Unter den gegebenen sicherheitspolitischen Umständen wird Baku den russischen Forderungen kaum standhalten können. Seit den geopolitischen Veränderungen Anfang der neunziger Jahre arbeitete Aserbaidschan zwar stets darauf hin, Russland aus den regionalen energiepolitischen Projekten herauszuhalten. Dank eigenen Energieressourcen und mithilfe des türkischen Partners war Baku mit dieser Strategie sehr erfolgreich. Mit der Stationierung seiner Friedenstruppen in Nagorni Karabach nach dem 44-tägigen Krieg zwischen Aserbaidschan und Armenien schuf Moskau allerdings 2020 eine neue Ausgangslage im Südkaukasus. Die russische Militärpräsenz wird Bakus Entscheidungsautonomie in energiepolitischen Fragen künftig erkennbar einschränken.

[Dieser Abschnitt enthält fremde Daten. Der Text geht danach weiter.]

use std::sync::Arc;

use shared_types::{Contact, CreateContactRequest, UpdateContactRequest};
use tracing::{info, warn};

use super::{now, shared_list, SharedList, ViewResult};
use crate::api::CrmApi;
use crate::notify::Notifier;

#[derive(Debug, Clone, PartialEq)]
pub struct ContactRow {
    /// `None` until the server has accepted the contact
    pub id: Option<i64>,
    pub name: String,
    pub email: String,
    pub phone: String,
}

#[derive(Clone)]
pub struct ContactsView {
    api: Arc<dyn CrmApi>,
    notifier: Arc<dyn Notifier>,
    contacts: SharedList<Contact>,
}

impl ContactsView {
    pub fn new(api: Arc<dyn CrmApi>, notifier: Arc<dyn Notifier>) -> Self {
        Self {
            api,
            notifier,
            contacts: shared_list(),
        }
    }

    /// The list backing this view, also read by the deals view
    pub fn list(&self) -> SharedList<Contact> {
        self.contacts.clone()
    }

    pub async fn refresh(&self) -> ViewResult<()> {
        match self.api.list_contacts().await {
            Ok(contacts) => {
                self.contacts.write().await.replace_all(contacts);
                Ok(())
            }
            Err(e) => {
                self.notifier
                    .error(&e.user_message("Failed to fetch contacts"));
                Err(e)
            }
        }
    }

    pub async fn add_contact(&self, request: CreateContactRequest) -> ViewResult<Contact> {
        let provisional = Contact {
            id: 0,
            name: request.name.clone(),
            email: request.email.clone(),
            phone: request.phone.clone(),
            created_at: now(),
        };
        let key = self.contacts.write().await.insert_provisional(provisional);

        match self.api.create_contact(&request).await {
            Ok(saved) => {
                info!("Added contact {}", saved.id);
                self.contacts.write().await.confirm(key, saved.clone());
                Ok(saved)
            }
            Err(e) => {
                warn!("Reverting new contact {}: {}", key, e);
                self.contacts.write().await.discard(key);
                self.notifier.error(&e.user_message("Failed to add contact"));
                Err(e)
            }
        }
    }

    pub async fn update_contact(
        &self,
        id: i64,
        request: UpdateContactRequest,
    ) -> ViewResult<Contact> {
        let snapshot = self
            .contacts
            .write()
            .await
            .patch(id, |contact| request.apply_to(contact));

        match self.api.update_contact(id, &request).await {
            Ok(saved) => {
                info!("Updated contact {}", id);
                self.contacts.write().await.replace(id, saved.clone());
                Ok(saved)
            }
            Err(e) => {
                warn!("Reverting contact {}: {}", id, e);
                if let Some(snapshot) = snapshot {
                    self.contacts.write().await.revert(snapshot);
                }
                self.notifier
                    .error(&e.user_message("Failed to update contact"));
                Err(e)
            }
        }
    }

    pub async fn delete_contact(&self, id: i64) -> ViewResult<()> {
        let removed = self.contacts.write().await.remove(id);

        match self.api.delete_contact(id).await {
            Ok(()) => {
                info!("Deleted contact {}", id);
                Ok(())
            }
            Err(e) => {
                warn!("Restoring contact {}: {}", id, e);
                if let Some(removed) = removed {
                    self.contacts.write().await.restore(removed);
                }
                self.notifier
                    .error(&e.user_message("Failed to delete contact"));
                Err(e)
            }
        }
    }

    pub async fn rows(&self) -> Vec<ContactRow> {
        let contacts = self.contacts.read().await;
        contacts
            .rows()
            .iter()
            .map(|row| ContactRow {
                id: (!row.is_provisional()).then_some(row.record.id),
                name: row.record.name.clone(),
                email: row.record.email.clone().unwrap_or_default(),
                phone: row.record.phone.clone().unwrap_or_default(),
            })
            .collect()
    }
}
pub mod database;
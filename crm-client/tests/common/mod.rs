#![allow(dead_code)]

use std::sync::atomic::{AtomicBool, AtomicI64, AtomicUsize, Ordering};
use std::sync::Mutex;

use async_trait::async_trait;
use chrono::NaiveDate;
use crm_client::api::{ApiResult, CrmApi};
use crm_client::{ClientError, Notifier};
use reqwest::StatusCode;
use shared_types::{
    Contact, CreateContactRequest, CreateDealRequest, CreateTaskRequest, Deal, DealStage, Task,
    TaskPriority, TaskStatus, UpdateContactRequest, UpdateDealRequest, UpdateTaskRequest,
};
use tokio::sync::{Notify, Semaphore};

/// In-process API. Mutations can be held open with [`FakeApi::hold_mutations`]
/// so tests can look at a view while its request is in flight.
pub struct FakeApi {
    pub contacts: Mutex<Vec<Contact>>,
    pub deals: Mutex<Vec<Deal>>,
    pub tasks: Mutex<Vec<Task>>,
    pub mutations: AtomicUsize,
    pub entered: Notify,
    next_id: AtomicI64,
    failure: Mutex<Option<(StatusCode, Option<String>)>>,
    held: AtomicBool,
    gate: Semaphore,
}

impl FakeApi {
    pub fn new() -> Self {
        Self {
            contacts: Mutex::new(Vec::new()),
            deals: Mutex::new(Vec::new()),
            tasks: Mutex::new(Vec::new()),
            mutations: AtomicUsize::new(0),
            entered: Notify::new(),
            next_id: AtomicI64::new(100),
            failure: Mutex::new(None),
            held: AtomicBool::new(false),
            gate: Semaphore::new(0),
        }
    }

    pub fn with_contacts(self, contacts: Vec<Contact>) -> Self {
        *self.contacts.lock().unwrap() = contacts;
        self
    }

    pub fn with_deals(self, deals: Vec<Deal>) -> Self {
        *self.deals.lock().unwrap() = deals;
        self
    }

    pub fn with_tasks(self, tasks: Vec<Task>) -> Self {
        *self.tasks.lock().unwrap() = tasks;
        self
    }

    /// Every following mutation answers with this status
    pub fn fail_with(&self, status: StatusCode, message: Option<&str>) {
        *self.failure.lock().unwrap() = Some((status, message.map(str::to_string)));
    }

    pub fn hold_mutations(&self) {
        self.held.store(true, Ordering::SeqCst);
    }

    pub fn release(&self) {
        self.gate.add_permits(1);
    }

    pub fn mutation_count(&self) -> usize {
        self.mutations.load(Ordering::SeqCst)
    }

    async fn mutation(&self) -> ApiResult<()> {
        self.mutations.fetch_add(1, Ordering::SeqCst);
        if self.held.load(Ordering::SeqCst) {
            self.entered.notify_one();
            self.gate.acquire().await.expect("gate closed").forget();
        }

        let failure = self.failure.lock().unwrap().clone();
        match failure {
            Some((status, message)) => Err(ClientError::Http { status, message }),
            None => Ok(()),
        }
    }

    fn next_id(&self) -> i64 {
        self.next_id.fetch_add(1, Ordering::SeqCst)
    }

    fn missing(entity: &str, action: &str) -> ClientError {
        ClientError::Http {
            status: StatusCode::INTERNAL_SERVER_ERROR,
            message: Some(format!("Error {} {}", action, entity)),
        }
    }

    fn embed_contact(&self, deal: &mut Deal) {
        let contacts = self.contacts.lock().unwrap();
        deal.contact = deal
            .contact_id
            .and_then(|id| contacts.iter().find(|c| c.id == id).cloned());
    }
}

#[async_trait]
impl CrmApi for FakeApi {
    async fn list_contacts(&self) -> ApiResult<Vec<Contact>> {
        Ok(self.contacts.lock().unwrap().clone())
    }

    async fn create_contact(&self, request: &CreateContactRequest) -> ApiResult<Contact> {
        self.mutation().await?;
        let contact = Contact {
            id: self.next_id(),
            name: request.name.clone(),
            email: request.email.clone(),
            phone: request.phone.clone(),
            created_at: 1_800_000_000,
        };
        self.contacts.lock().unwrap().insert(0, contact.clone());
        Ok(contact)
    }

    async fn update_contact(&self, id: i64, request: &UpdateContactRequest) -> ApiResult<Contact> {
        self.mutation().await?;
        let mut contacts = self.contacts.lock().unwrap();
        let contact = contacts
            .iter_mut()
            .find(|c| c.id == id)
            .ok_or_else(|| Self::missing("contact", "updating"))?;
        request.apply_to(contact);
        Ok(contact.clone())
    }

    async fn delete_contact(&self, id: i64) -> ApiResult<()> {
        self.mutation().await?;
        let mut contacts = self.contacts.lock().unwrap();
        let before = contacts.len();
        contacts.retain(|c| c.id != id);
        if contacts.len() == before {
            return Err(Self::missing("contact", "deleting"));
        }
        Ok(())
    }

    async fn list_deals(&self) -> ApiResult<Vec<Deal>> {
        Ok(self.deals.lock().unwrap().clone())
    }

    async fn create_deal(&self, request: &CreateDealRequest) -> ApiResult<Deal> {
        self.mutation().await?;
        let mut deal = Deal {
            id: self.next_id(),
            name: request.name.clone(),
            value: request.value,
            stage: request.stage,
            contact_id: request.contact_id,
            contact: None,
            created_at: 1_800_000_000,
        };
        self.embed_contact(&mut deal);
        self.deals.lock().unwrap().insert(0, deal.clone());
        Ok(deal)
    }

    async fn update_deal(&self, id: i64, request: &UpdateDealRequest) -> ApiResult<Deal> {
        self.mutation().await?;
        let mut deal = {
            let mut deals = self.deals.lock().unwrap();
            let deal = deals
                .iter_mut()
                .find(|d| d.id == id)
                .ok_or_else(|| Self::missing("deal", "updating"))?;
            request.apply_to(deal);
            deal.clone()
        };
        self.embed_contact(&mut deal);
        Ok(deal)
    }

    async fn delete_deal(&self, id: i64) -> ApiResult<Deal> {
        self.mutation().await?;
        let mut deals = self.deals.lock().unwrap();
        let index = deals
            .iter()
            .position(|d| d.id == id)
            .ok_or_else(|| Self::missing("deal", "deleting"))?;
        Ok(deals.remove(index))
    }

    async fn list_tasks(&self) -> ApiResult<Vec<Task>> {
        Ok(self.tasks.lock().unwrap().clone())
    }

    async fn create_task(&self, request: &CreateTaskRequest) -> ApiResult<Task> {
        self.mutation().await?;
        let task = Task {
            id: self.next_id(),
            description: request.description.clone(),
            status: request.status,
            priority: request.priority,
            due_date: request.due_date,
            created_at: 1_800_000_000,
        };
        self.tasks.lock().unwrap().insert(0, task.clone());
        Ok(task)
    }

    async fn update_task(&self, id: i64, request: &UpdateTaskRequest) -> ApiResult<Task> {
        self.mutation().await?;
        let mut tasks = self.tasks.lock().unwrap();
        let task = tasks
            .iter_mut()
            .find(|t| t.id == id)
            .ok_or_else(|| Self::missing("task", "updating"))?;
        request.apply_to(task);
        Ok(task.clone())
    }

    async fn delete_task(&self, id: i64) -> ApiResult<()> {
        self.mutation().await?;
        let mut tasks = self.tasks.lock().unwrap();
        let before = tasks.len();
        tasks.retain(|t| t.id != id);
        if tasks.len() == before {
            return Err(Self::missing("task", "deleting"));
        }
        Ok(())
    }
}

#[derive(Default)]
pub struct RecordingNotifier {
    pub messages: Mutex<Vec<String>>,
}

impl RecordingNotifier {
    pub fn messages(&self) -> Vec<String> {
        self.messages.lock().unwrap().clone()
    }
}

impl Notifier for RecordingNotifier {
    fn error(&self, message: &str) {
        self.messages.lock().unwrap().push(message.to_string());
    }
}

pub fn contact(id: i64, name: &str) -> Contact {
    Contact {
        id,
        name: name.to_string(),
        email: Some(format!("{}@example.com", name.to_lowercase())),
        phone: None,
        created_at: 1_700_000_000 + id,
    }
}

pub fn deal(id: i64, name: &str, value: f64, contact_id: Option<i64>) -> Deal {
    Deal {
        id,
        name: name.to_string(),
        value,
        stage: DealStage::Lead,
        contact_id,
        contact: None,
        created_at: 1_700_000_000 + id,
    }
}

pub fn task(id: i64, description: &str) -> Task {
    Task {
        id,
        description: description.to_string(),
        status: TaskStatus::Todo,
        priority: TaskPriority::Medium,
        due_date: NaiveDate::from_ymd_opt(2026, 10, 20).unwrap(),
        created_at: 1_700_000_000 + id,
    }
}
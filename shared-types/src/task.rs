use chrono::NaiveDate;
use serde::{Deserialize, Serialize};
use std::fmt;
use std::str::FromStr;
use ts_rs::TS;

use crate::settings::ParseSettingError;

/// Task status
#[derive(Debug, Clone, Copy, PartialEq, Eq, Hash, Default, Serialize, Deserialize, TS)]
#[ts(export)]
pub enum TaskStatus {
    #[default]
    #[serde(rename = "To Do")]
    Todo,
    #[serde(rename = "In Progress")]
    InProgress,
    Completed,
}

impl TaskStatus {
    pub const ALL: [TaskStatus; 3] = [TaskStatus::Todo, TaskStatus::InProgress, TaskStatus::Completed];

    pub fn as_str(&self) -> &'static str {
        match self {
            TaskStatus::Todo => "To Do",
            TaskStatus::InProgress => "In Progress",
            TaskStatus::Completed => "Completed",
        }
    }
}

impl fmt::Display for TaskStatus {
    fn fmt(&self, f: &mut fmt::Formatter<'_>) -> fmt::Result {
        f.write_str(self.as_str())
    }
}

impl FromStr for TaskStatus {
    type Err = ParseSettingError;

    fn from_str(s: &str) -> Result<Self, Self::Err> {
        let wanted = s.trim();
        TaskStatus::ALL
            .into_iter()
            .find(|status| {
                status.as_str().eq_ignore_ascii_case(wanted)
                    || status.as_str().replace(' ', "-").eq_ignore_ascii_case(wanted)
            })
            .ok_or_else(|| ParseSettingError::new("task status", s))
    }
}

/// Task priority
#[derive(Debug, Clone, Copy, PartialEq, Eq, Hash, Default, Serialize, Deserialize, TS)]
#[ts(export)]
pub enum TaskPriority {
    Low,
    #[default]
    Medium,
    High,
}

impl TaskPriority {
    pub const ALL: [TaskPriority; 3] = [TaskPriority::Low, TaskPriority::Medium, TaskPriority::High];

    pub fn as_str(&self) -> &'static str {
        match self {
            TaskPriority::Low => "Low",
            TaskPriority::Medium => "Medium",
            TaskPriority::High => "High",
        }
    }
}

impl fmt::Display for TaskPriority {
    fn fmt(&self, f: &mut fmt::Formatter<'_>) -> fmt::Result {
        f.write_str(self.as_str())
    }
}

impl FromStr for TaskPriority {
    type Err = ParseSettingError;

    fn from_str(s: &str) -> Result<Self, Self::Err> {
        TaskPriority::ALL
            .into_iter()
            .find(|priority| priority.as_str().eq_ignore_ascii_case(s.trim()))
            .ok_or_else(|| ParseSettingError::new("task priority", s))
    }
}

/// A follow-up or reminder
#[derive(Debug, Clone, PartialEq, Serialize, Deserialize, TS)]
#[ts(export)]
#[serde(rename_all = "camelCase")]
pub struct Task {
    pub id: i64,
    /// What needs doing. Sent as `task` on the wire.
    #[serde(rename = "task", alias = "description")]
    pub description: String,
    pub status: TaskStatus,
    pub priority: TaskPriority,
    #[ts(type = "string")]
    pub due_date: NaiveDate,
    pub created_at: i64,
}

/// Request to create a new task
#[derive(Debug, Clone, Serialize, Deserialize, TS)]
#[ts(export)]
#[serde(rename_all = "camelCase")]
pub struct CreateTaskRequest {
    #[serde(rename = "task", alias = "description")]
    pub description: String,
    #[serde(default)]
    pub status: TaskStatus,
    #[serde(default)]
    pub priority: TaskPriority,
    #[serde(deserialize_with = "crate::de::due_date")]
    #[ts(type = "string")]
    pub due_date: NaiveDate,
}

/// Request to update a task; only the supplied fields change
#[derive(Debug, Clone, Default, Serialize, Deserialize, TS)]
#[ts(export)]
#[serde(rename_all = "camelCase")]
pub struct UpdateTaskRequest {
    #[serde(
        rename = "task",
        alias = "description",
        default,
        skip_serializing_if = "Option::is_none"
    )]
    pub description: Option<String>,
    #[serde(default, skip_serializing_if = "Option::is_none")]
    pub status: Option<TaskStatus>,
    #[serde(default, skip_serializing_if = "Option::is_none")]
    pub priority: Option<TaskPriority>,
    #[serde(
        default,
        deserialize_with = "crate::de::optional_due_date",
        skip_serializing_if = "Option::is_none"
    )]
    #[ts(type = "string | null")]
    pub due_date: Option<NaiveDate>,
}

impl UpdateTaskRequest {
    pub fn apply_to(&self, task: &mut Task) {
        // An empty description is treated as "not sent", like the web form did.
        if let Some(description) = self.description.as_ref().filter(|d| !d.is_empty()) {
            task.description = description.clone();
        }
        if let Some(status) = self.status {
            task.status = status;
        }
        if let Some(priority) = self.priority {
            task.priority = priority;
        }
        if let Some(due_date) = self.due_date {
            task.due_date = due_date;
        }
    }
}

#[cfg(test)]
mod tests {
    use super::*;

    fn sample() -> Task {
        Task {
            id: 3,
            description: "Send proposal".to_string(),
            status: TaskStatus::Todo,
            priority: TaskPriority::Medium,
            due_date: NaiveDate::from_ymd_opt(2026, 10, 20).unwrap(),
            created_at: 0,
        }
    }

    #[test]
    fn test_task_wire_format() {
        let json = serde_json::to_value(sample()).unwrap();
        assert_eq!(json["task"], "Send proposal");
        assert_eq!(json["status"], "To Do");
        assert_eq!(json["dueDate"], "2026-10-20");
    }

    #[test]
    fn test_create_request_defaults_and_iso_date() {
        let req: CreateTaskRequest = serde_json::from_str(
            r#"{"task": "Call back", "dueDate": "2026-10-20T00:00:00.000Z"}"#,
        )
        .unwrap();
        assert_eq!(req.status, TaskStatus::Todo);
        assert_eq!(req.priority, TaskPriority::Medium);
        assert_eq!(req.due_date, NaiveDate::from_ymd_opt(2026, 10, 20).unwrap());
    }

    #[test]
    fn test_unknown_status_is_rejected() {
        let res = serde_json::from_str::<UpdateTaskRequest>(r#"{"status": "Blocked"}"#);
        assert!(res.is_err());
    }

    #[test]
    fn test_update_status_only() {
        let req: UpdateTaskRequest = serde_json::from_str(r#"{"status": "Completed"}"#).unwrap();
        let mut task = sample();
        req.apply_to(&mut task);
        assert_eq!(task.status, TaskStatus::Completed);
        assert_eq!(task.description, "Send proposal");
        assert_eq!(task.priority, TaskPriority::Medium);
    }

    #[test]
    fn test_status_from_str() {
        assert_eq!("in-progress".parse::<TaskStatus>().unwrap(), TaskStatus::InProgress);
        assert_eq!("to do".parse::<TaskStatus>().unwrap(), TaskStatus::Todo);
        assert!("done".parse::<TaskStatus>().is_err());
    }
}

Insgesamt bleibt die energiepolitische Hinwendung Europas zu Iran derzeit Wunschdenken. Möchte die EU die Realisierungschancen einer neuen Kooperation verbessern, wäre es entscheidend, die derzeitige amerikanische Entspannungsinitiative gegenüber Teheran mit diplomatischen Mitteln zu unterstützen. Wichtig wäre zudem, dass die EU zu einer starken gemeinsamen Haltung findet, um zu verhindern, dass einmal mehr nationalstaatliche egoistische Interessen gegenüber dem Gemeinwohl im Vordergrund stehen.

Shushanik Minasyan ist Politikwissenschafterin an der Universität Bonn mit den Forschungsschwerpunkten Südkaukasus, kaspischer Raum sowie europäische Aussen- und Sicherheitspolitik. Derzeit lehrt sie an der Johns-Hopkins-Universität in Washington.